Я проводил отца до двери и видел, как он решительным шагом направился к перекрестку с улицей Врата Ангела, влившись в серый поток пешеходов, тяжело кативший свои волны сквозь зиму – еще одну долгую зиму, окутанную тенью и припорошенную пеплом.
Оставшись в одиночестве, я не мог упустить столь благоприятный случай и включил радио. Я не прочь побаловать себя хорошей музыкой, переставляя по своему усмотрению книги на полках. Но мой отец считал дурным тоном, если в магазине, где находились покупатели, звучало радио. Если же я включал приемник в присутствии Фермина, тот принимался напевать саэты[2], оседлав любую мелодию, или, того хуже, пускался в пляс, передающий, как он выражался, «чувственные карибские ритмы», чем доводил меня до белого каления. Учитывая все эти отягчающие обстоятельства, я пришел к выводу, что мне следует умерить свою тягу к прекрасному. Иными словами, я мог наслаждаться радиоэфиром лишь в те считанные минуты, когда в торговом зале не оставалось ни души – кроме меня и десятков тысяч книг.
Радиостанция «Барселона» транслировала в то утро запись великолепного концерта, который ровно три года назад играл трубач (!) Луи Армстронг со своим оркестром в гостинице «Виндзор палас» на проспекте Диагональ. Запись эта была сделана нелегально каким-то коллекционером-любителем. В рекламных паузах диктор силился интерпретировать музыкальный язык «жасса» (то есть джаза), предупреждая, что отдельные импровизированные синкопы могут оказаться трудными для восприятия и резать слух отечественным слушателям, чей вкус формировался под влиянием тонадильи, болеро и новых песен в стиле йе-йе, весьма ныне популярных и часто звучавших в эфире.
Фермин частенько повторял, что если бы дон Исаак Альбенис родился черным, джаз изобрели бы в Кампродоне[3], как и галеты в жестяной коробке.
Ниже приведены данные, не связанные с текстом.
//! Everything the user sees on the terminal.

use console::{style, Term};
use pharmafind::{publication::Publication, table::ResultTable};

use super::*;

/// Prefix for information messages
pub static INFO_PREFIX: &str = "ℹ ";
/// Prefix for success messages
pub static SUCCESS_PREFIX: &str = "✓ ";
/// Prefix for warning messages
pub static WARNING_PREFIX: &str = "! ";
/// Prefix for error messages
pub static ERROR_PREFIX: &str = "✗ ";
/// Branch character for field lines
pub static TREE_BRANCH: &str = "├";
/// Leaf character for the last field line
pub static TREE_LEAF: &str = "└";

/// Something to show the user.
#[derive(Debug)]
pub enum ResponseContent<'a> {
  /// Every publication of a table
  Table(&'a ResultTable),
  /// A completed step
  Success(&'a str),
  /// Progress or neutral information
  Info(&'a str),
  /// Something the user may want to look at
  Warning(&'a str),
  /// A fatal error, written to stderr
  Error(&'a CliError),
}

/// Output channel of the CLI.
pub trait UserInteraction {
  /// Shows one piece of content.
  fn reply(&self, content: ResponseContent) -> Result<()>;
}

/// Styled output on stdout, errors on stderr.
pub struct Terminal {
  /// Regular output
  out: Term,
  /// Error output
  err: Term,
}

impl Default for Terminal {
  fn default() -> Self { Self { out: Term::stdout(), err: Term::stderr() } }
}

impl Terminal {
  /// Writes the labelled block of one publication.
  fn publication(&self, publication: &Publication) -> Result<()> {
    self.out.write_line(&format!(
      "{} {}",
      style(&publication.id).cyan().bold(),
      style(&publication.title).bold()
    ))?;

    let email = publication.corresponding_author_email.as_deref().unwrap_or("");
    let fields = [
      ("Publication Date", publication.publication_date.clone()),
      ("Non-academic Author(s)", publication.joined_authors()),
      ("Company Affiliation(s)", publication.joined_companies()),
      ("Corresponding Author Email", email.to_string()),
    ];
    for (i, (label, value)) in fields.iter().enumerate() {
      let branch = if i + 1 == fields.len() { TREE_LEAF } else { TREE_BRANCH };
      self.out.write_line(&format!(
        "{} {}: {}",
        style(branch).dim(),
        style(label).dim(),
        if label.starts_with("Company") { style(value).yellow() } else { style(value) }
      ))?;
    }
    Ok(())
  }
}

impl UserInteraction for Terminal {
  fn reply(&self, content: ResponseContent) -> Result<()> {
    match content {
      ResponseContent::Table(table) => {
        for (i, publication) in table.iter().enumerate() {
          if i > 0 {
            self.out.write_line("")?;
          }
          self.publication(publication)?;
        }
      },
      ResponseContent::Success(message) =>
        self.out.write_line(&format!("{} {}", style(SUCCESS_PREFIX).green(), message))?,
      ResponseContent::Info(message) =>
        self.out.write_line(&format!("{} {}", style(INFO_PREFIX).cyan(), message))?,
      ResponseContent::Warning(message) =>
        self.out.write_line(&format!("{} {}", style(WARNING_PREFIX).yellow(), message))?,
      ResponseContent::Error(error) =>
        self.err.write_line(&format!("{} {}", style(ERROR_PREFIX).red(), style(error).red()))?,
    }
    Ok(())
  }
}
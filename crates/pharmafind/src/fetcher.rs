//! Search, fetch, normalize.
//!
//! [`Fetcher`] drives one query end to end: it asks its [`LiteratureSource`] for identifiers,
//! fetches the records, normalizes each one, and assembles the qualifying publications in the
//! order the search returned them. Collaborator failures abort the call; a single bad record
//! only shows up in [`Harvest::skipped`].

use super::*;

/// Everything a run produced, including what was left out and why.
#[derive(Debug, Default)]
pub struct Harvest {
  /// Qualifying publications in search order
  pub table:   ResultTable,
  /// Records that were fetched but did not make it into the table
  pub skipped: Vec<Skip>,
  /// Identifiers the source returned no record for
  pub missing: Vec<String>,
}

/// Orchestrates a [`LiteratureSource`] and a [`Normalizer`].
#[derive(Debug, Clone)]
pub struct Fetcher<S> {
  /// Where identifiers and records come from
  source:     S,
  /// Applied to every fetched record
  normalizer: Normalizer,
}

impl<S: LiteratureSource> Fetcher<S> {
  /// Creates a fetcher using the built-in classifier.
  pub fn new(source: S) -> Self { Self { source, normalizer: Normalizer::default() } }

  /// Replaces the classifier, e.g. one built from
  /// [`ClassifierConfig`](crate::config::ClassifierConfig).
  pub fn with_classifier(mut self, classifier: Classifier) -> Self {
    self.normalizer = Normalizer::new(classifier);
    self
  }

  /// The underlying source.
  pub fn source(&self) -> &S { &self.source }

  /// Returns the publications for `query` that have at least one non-academic author.
  ///
  /// The table is empty, not an error, when nothing matches or nothing qualifies.
  ///
  /// # Errors
  ///
  /// - [`PharmafindError::InvalidArgument`] for a blank query or `max_results == 0`
  /// - [`PharmafindError::Search`] / [`PharmafindError::Fetch`] from the source
  pub async fn fetch_and_process(&self, query: &str, max_results: usize) -> Result<ResultTable> {
    Ok(self.harvest(query, max_results).await?.table)
  }

  /// Like [`Fetcher::fetch_and_process`], but also reports skipped records and missing ids.
  pub async fn harvest(&self, query: &str, max_results: usize) -> Result<Harvest> {
    let query = query.trim();
    if query.is_empty() {
      return Err(PharmafindError::InvalidArgument("Query must not be empty".to_string()));
    }
    if max_results == 0 {
      return Err(PharmafindError::InvalidArgument("max_results must be at least 1".to_string()));
    }

    let mut seen = HashSet::new();
    let ids: Vec<String> = self
      .source
      .search(query, max_results)
      .await?
      .into_iter()
      .map(|id| id.trim().to_string())
      .filter(|id| !id.is_empty() && seen.insert(id.clone()))
      .take(max_results)
      .collect();
    debug!("Search for {:?} returned {} distinct ids", query, ids.len());

    if ids.is_empty() {
      info!("No records match {:?}", query);
      return Ok(Harvest::default());
    }

    let records = self.source.fetch(&ids).await?;
    debug!("Fetched {} records for {} ids", records.len(), ids.len());

    let mut harvest = Harvest::default();
    let mut by_id: HashMap<String, RawRecord> = HashMap::with_capacity(records.len());
    for record in records {
      match record.id.as_deref().map(str::trim).filter(|id| !id.is_empty()) {
        Some(id) if !seen.contains(id) => trace!("Ignoring unrequested record {id}"),
        Some(id) => {
          by_id.entry(id.to_string()).or_insert(record);
        },
        None => self.record(&mut harvest, self.normalizer.process(&record)),
      }
    }

    for id in &ids {
      match by_id.remove(id) {
        Some(record) => self.record(&mut harvest, self.normalizer.process(&record)),
        None => {
          debug!("No record returned for {id}");
          harvest.missing.push(id.clone());
        },
      }
    }

    if !harvest.missing.is_empty() {
      warn!("{} of {} records were not available", harvest.missing.len(), ids.len());
    }
    info!("Found {} papers with non-academic authors", harvest.table.len());
    Ok(harvest)
  }

  /// Files one normalization outcome.
  fn record(&self, harvest: &mut Harvest, outcome: Outcome) {
    match outcome {
      Outcome::Qualified(publication) => harvest.table.push(publication),
      Outcome::Skipped(skip) => {
        match &skip {
          Skip::Malformed(e) => warn!("Skipping record: {e}"),
          Skip::NoNonAcademicAuthors { .. } => debug!("{skip}"),
        }
        harvest.skipped.push(skip);
      },
    }
  }
}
По его мнению, джаз наравне с бюстгальтерами-конусами (в каких щеголяла обожаемая им Ким Новак в некоторых своих картинах, мы посмотрели их все на утренних сеансах в кинотеатре «Фемина») принадлежал к числу весьма ограниченного количества достижений человечества в ХХ столетии. И я не имел причин ему возражать.
До середины дня я сибаритствовал, наслаждаясь великолепной музыкой и волшебным запахом книг. Меня охватило чувство приятного покоя и удовлетворения, какое приносит обычно работа, выполненная на совесть.
Фермин взял с утра отгул, чтобы, по его словам, закончить предварительную подготовку к свадьбе с Бернардой, которая была назначена на начало февраля. Впервые он заговорил о женитьбе всего две недели назад, и мы дружно сказали ему, что он слишком торопится, а спешка до добра не доводит. Отец попытался убедить его отложить бракосочетание хотя бы месяца на два-три, доказывая, что свадьбы полагается играть летом, в теплую погоду. Однако Фермин упорно не желал менять дату, ссылаясь на то, что он, как человек, продубленный сухим зноем нагорий Эстремадуры, начинает истекать потом с наступлением на средиземноморском побережье лета, по его определению – субтропического. Как он заявил, ему совсем не улыбалось праздновать свою свадьбу с мокрыми пятнами размером с яичницу под мышками.